Elle est partout, sans jamais être vraiment tout à fait la même. En barquette exhibitionniste bouchère ou en Tupperware familial congelé, la sauce tire tantôt vers l’orange, tantôt vers le rouge vif, rivière pourpre aux gros rochers de haché ou plutôt panade mixée, piquée de carottes et champignons, ou parée de petits pois et crème. Quel que soit son visage, elle donne du corps aux pâtes, dont elle est devenue indissociable. Ici, c’est Essen, Lier, Laeken, Beauraing ou Virton, pas Bologne, et la pasta al ragú se traduit donc par spaghettis bolognaise, bolo ou spag’ bol’, pour les intimes. Lesquels n’en ont que faire qu’un peu plus au sud, on les nomme chimères. Comme le chef Massimo Bottura, qui, en 2010, affirmait au Corriere della Sera que les spaghettis bolognaise était « le plus absurde des mets italiens », tandis que le maire de la capitale de l’Émilie-Romagne criait carrément à la fake news.
La mine à la pâte
Pourtant, en soulevant le couvercle d’une marmite de troquet bruxellois ou de kot étudiant néolouvaniste, force est de constater qu’il existe bien, ce plat au goût d’enfance, dont chaque famille belge revendique de posséder la meilleure recette… Là où certain·e·s pastavores crient au sacrilège culinaire, Tommaso Melilli, chef et auteur de L’Écume des pâtes, à la recherche de la vraie cuisine italienne, préfère parler d’intégration nécessaire. Et pointe que si le bolo est si populaire en Belgique, c’est de la faute… des Italien·ne·s eux-mêmes. Et plus précisément, de celles et ceux arrivé·e·s dans la foulée du protocole belgo-italien du 23 juin 1946, mieux connu sous le nom d’Accord charbon, qui prévoyait que « pour tous les travailleurs italiens qui descendront dans les mines en Belgique, 200 kilos de charbon par jour et par homme seront livrés à l’Italie »… laquelle s’était alors engagée à envoyer 2 000 travailleurs dans le royaume chaque semaine.

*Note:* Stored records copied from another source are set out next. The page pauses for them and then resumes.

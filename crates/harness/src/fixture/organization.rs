//! Organization fixtures

use serde_json::{json, Map, Value};

use super::FixtureKind;
use crate::tag::UniquenessTag;

#[derive(Debug, Clone, Default)]
pub struct OrganizationOptions {
    pub id: Option<String>,
    pub name: Option<String>,
    pub alias: Vec<String>,
    pub active: Option<bool>,
    /// Parent organization reference
    pub part_of: Option<String>,
    pub identifier: Vec<Value>,
    pub extra: Map<String, Value>,
}

impl OrganizationOptions {
    pub fn new() -> Self {
        Self::default()
    }

    pub fn name(mut self, name: impl Into<String>) -> Self {
        self.name = Some(name.into());
        self
    }

    pub fn alias(mut self, alias: impl Into<String>) -> Self {
        self.alias.push(alias.into());
        self
    }

    pub fn part_of(mut self, reference: impl Into<String>) -> Self {
        self.part_of = Some(reference.into());
        self
    }
}

impl FixtureKind for OrganizationOptions {
    const RESOURCE_TYPE: &'static str = "Organization";

    fn defaults(&self, tag: &UniquenessTag) -> Map<String, Value> {
        let mut body = Map::new();
        body.insert("active".into(), json!(true));
        body.insert("name".into(), json!(tag.label("Fixture Organization")));
        body
    }

    fn overrides(&self) -> Map<String, Value> {
        let mut body = Map::new();
        if let Some(name) = &self.name {
            body.insert("name".into(), json!(name));
        }
        if !self.alias.is_empty() {
            body.insert("alias".into(), json!(self.alias));
        }
        if let Some(active) = self.active {
            body.insert("active".into(), json!(active));
        }
        if let Some(parent) = &self.part_of {
            body.insert("partOf".into(), json!({ "reference": parent }));
        }
        body.extend(self.extra.clone());
        body
    }

    fn identifiers(&self) -> &[Value] {
        &self.identifier
    }

    fn id(&self) -> Option<&str> {
        self.id.as_deref()
    }
}

#[cfg(test)]
mod tests {
    use super::*;

    #[test]
    fn test_default_name_carries_tag() {
        let tag = UniquenessTag::from_suffix("x9");
        let defaults = OrganizationOptions::new().defaults(&tag);
        assert_eq!(defaults["name"], "Fixture Organization-x9");
    }

    #[test]
    fn test_name_override_replaces_default() {
        let options = OrganizationOptions::new().name("Acme").part_of("Organization/root");
        let overrides = options.overrides();
        assert_eq!(overrides["name"], "Acme");
        assert_eq!(overrides["partOf"]["reference"], "Organization/root");
    }
}
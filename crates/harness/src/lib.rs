//! searchcheck harness
//!
//! This crate drives a remote FHIR server through its search API and checks
//! that the observed behaviour matches the expected search semantics. The
//! server owns all search logic; the harness only sees HTTP and JSON.
//!
//! # Architecture
//!
//! ```text
//! ┌─────────────────────────────────────────────────────────────┐
//! │                 Scenario Runner (TestRunner)                │
//! ├─────────────────────────────────────────────────────────────┤
//! │  for each Scenario:                                         │
//! │    ├── recorder.reset()                                     │
//! │    ├── capabilities gate -> skipped | run                   │
//! │    ├── run(ScenarioContext)                                 │
//! │    │     ├── ResourceFactory  -> tagged fixtures            │
//! │    │     ├── SearchClient     -> ResponseRecord             │
//! │    │     └── PaginationWalker -> Traversal                  │
//! │    └── on failure: recorder.dump() into the result          │
//! ├─────────────────────────────────────────────────────────────┤
//! │  FetchClient                                                │
//! │    ├── resolve(path) against base URL                       │
//! │    ├── TokenProvider -> Authorization: Bearer …             │
//! │    ├── send once, never retry                               │
//! │    └── InteractionRecorder.record(request, outcome)         │
//! └─────────────────────────────────────────────────────────────┘
//! ```

pub mod auth;
pub mod bundle;
pub mod capability;
pub mod check;
pub mod config;
pub mod error;
pub mod fetch;
pub mod fixture;
pub mod pagination;
pub mod recorder;
pub mod request;
pub mod response;
pub mod runner;
pub mod scenarios;
pub mod search;
pub mod tag;

pub use bundle::{Bundle, BundleEntry, BundleLink, OperationOutcome, SearchMode};
pub use capability::{Capabilities, Capability, CapabilityProfile};
pub use config::HarnessConfig;
pub use error::{HarnessError, HarnessResult};
pub use fetch::FetchClient;
pub use fixture::{Fixture, PendingFixture, ResourceFactory};
pub use pagination::{LinkResolver, PaginationWalker, Traversal};
pub use recorder::{HttpInteraction, InteractionRecorder};
pub use request::{Method, RequestSpec};
pub use response::{Outcome, ResponseRecord};
pub use runner::{Scenario, ScenarioContext, ScenarioResult, ScenarioStatus, SuiteResult, TestRunner};
pub use search::{Handling, SearchClient, SearchMethod, SearchOptions};
pub use tag::UniquenessTag;
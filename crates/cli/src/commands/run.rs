//! Run Command

use anyhow::{bail, Result};
use clap::Args;
use serde::Serialize;

use searchcheck_harness::scenarios::catalogue;
use searchcheck_harness::{HarnessConfig, ScenarioResult, ScenarioStatus, SuiteResult, TestRunner};

use crate::output::{print_report, print_warning, OutputFormat, TableDisplay};

#[derive(Args)]
pub struct RunArgs {
    /// Only run scenarios carrying this tag
    #[arg(long)]
    pub tag: Option<String>,

    /// Run a single scenario by name
    #[arg(long, conflicts_with = "tag")]
    pub name: Option<String>,
}

/// Scenario result display wrapper
#[derive(Serialize)]
pub struct ResultDisplay {
    pub name: String,
    pub status: ScenarioStatus,
    pub duration_ms: u64,
    pub detail: String,
}

impl From<&ScenarioResult> for ResultDisplay {
    fn from(result: &ScenarioResult) -> Self {
        let detail = match result.status {
            ScenarioStatus::Passed => String::new(),
            ScenarioStatus::Failed => result.error.clone().unwrap_or_default(),
            ScenarioStatus::Skipped => result.skip_reason.clone().unwrap_or_default(),
        };
        Self {
            name: result.name.clone(),
            status: result.status,
            duration_ms: result.duration_ms,
            detail,
        }
    }
}

impl TableDisplay for ResultDisplay {
    fn headers() -> Vec<&'static str> {
        vec!["Scenario", "Status", "Duration", "Detail"]
    }

    fn row(&self) -> Vec<String> {
        let status = match self.status {
            ScenarioStatus::Passed => "✓ passed",
            ScenarioStatus::Failed => "✗ failed",
            ScenarioStatus::Skipped => "- skipped",
        };
        vec![
            self.name.clone(),
            status.to_string(),
            format!("{}ms", self.duration_ms),
            self.detail.clone(),
        ]
    }
}

/// Run the selected scenarios. Returns the process exit code: 0 when nothing
/// failed, 1 otherwise.
pub async fn execute(args: RunArgs, config: HarnessConfig, format: OutputFormat) -> Result<i32> {
    let runner = TestRunner::new(config)?;
    let scenarios = catalogue();

    let suite = match (&args.name, &args.tag) {
        (Some(name), _) => {
            let result = runner.run_named(&scenarios, name).await?;
            let duration_ms = result.duration_ms;
            SuiteResult::from_results(vec![result], duration_ms)
        }
        (None, Some(tag)) => {
            if !scenarios.iter().any(|s| s.tags().contains(&tag.as_str())) {
                bail!("no scenario carries the tag '{}'", tag);
            }
            runner.run_tagged(&scenarios, tag).await
        }
        (None, None) => runner.run_all(&scenarios).await,
    };

    runner.write_results(&suite)?;

    let rows: Vec<ResultDisplay> = suite.results.iter().map(ResultDisplay::from).collect();
    let summary = format!(
        "{} passed, {} failed, {} skipped in {}ms",
        suite.passed, suite.failed, suite.skipped, suite.duration_ms
    );
    print_report(&suite, &rows, &summary, suite.success(), format);

    if suite.total > 0 && suite.skipped == suite.total {
        print_warning("every selected scenario was skipped; check the capability profile");
    }

    Ok(if suite.success() { 0 } else { 1 })
}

S’installent, en même temps que les gros bras, des bistrots ritals. Et « dans les années 1950, c’est compliqué de mettre des spaghetti al ragù à la carte, surtout dans des pays francophones où la notion de ragoût fait appel à d’autres imaginaires et évoque un plat moche, pas très appétissant. Il a donc fallu le marketer autrement », éclaire Tommaso Melilli. Qui y voit « une question de survie pour les Italiens venus travailler dans les mines, et qui ont ensuite eu besoin de gagner leur vie en cuisine. Ils ont donc choisi un plat qu’ils estimaient consensuel et auquel ils ont donné un nom le plus proche possible de son inspiration. Le concept de “spaghettis bolognaise” existe chez nous aussi, même si on l’appelle autrement… Et si, en tant qu’Italiens, ça nous énerve que son nom se soit égaré en traversant les frontières, c’est important de se souvenir que si on le désigne ainsi à l’étranger, c’est parce que nos ancêtres ont été obligés de le raconter, pas parce qu’il s’agit d’un plat qu’on nous a volé. »
Passer crème
Voilà pour l’histoire. Mais comment expliquer que ce qui est à l’origine une manière d’agrémenter les restes de viande bouillie, et que l’on cuisine d’ordinaire sans tomate (ou bien, selon Tommaso Mellili, qui en a goûté plus d’un lors de son voyage initiakif en Italie, « juste un peu pour tacher la sauce d’un éclat de couleur »), se soit transformé sous nos latitudes en un mélange roboratif de viande hachée et de légumes variés, barbotant dans un bain écarlate de tomates concassées et concentrées ? Et surtout, pourquoi celui-ci est-il le plus souvent surmonté d’une montagne de fromage râpé, voire même accompagné d’un peu de crème liquide pour l’épaissir à l’envi ?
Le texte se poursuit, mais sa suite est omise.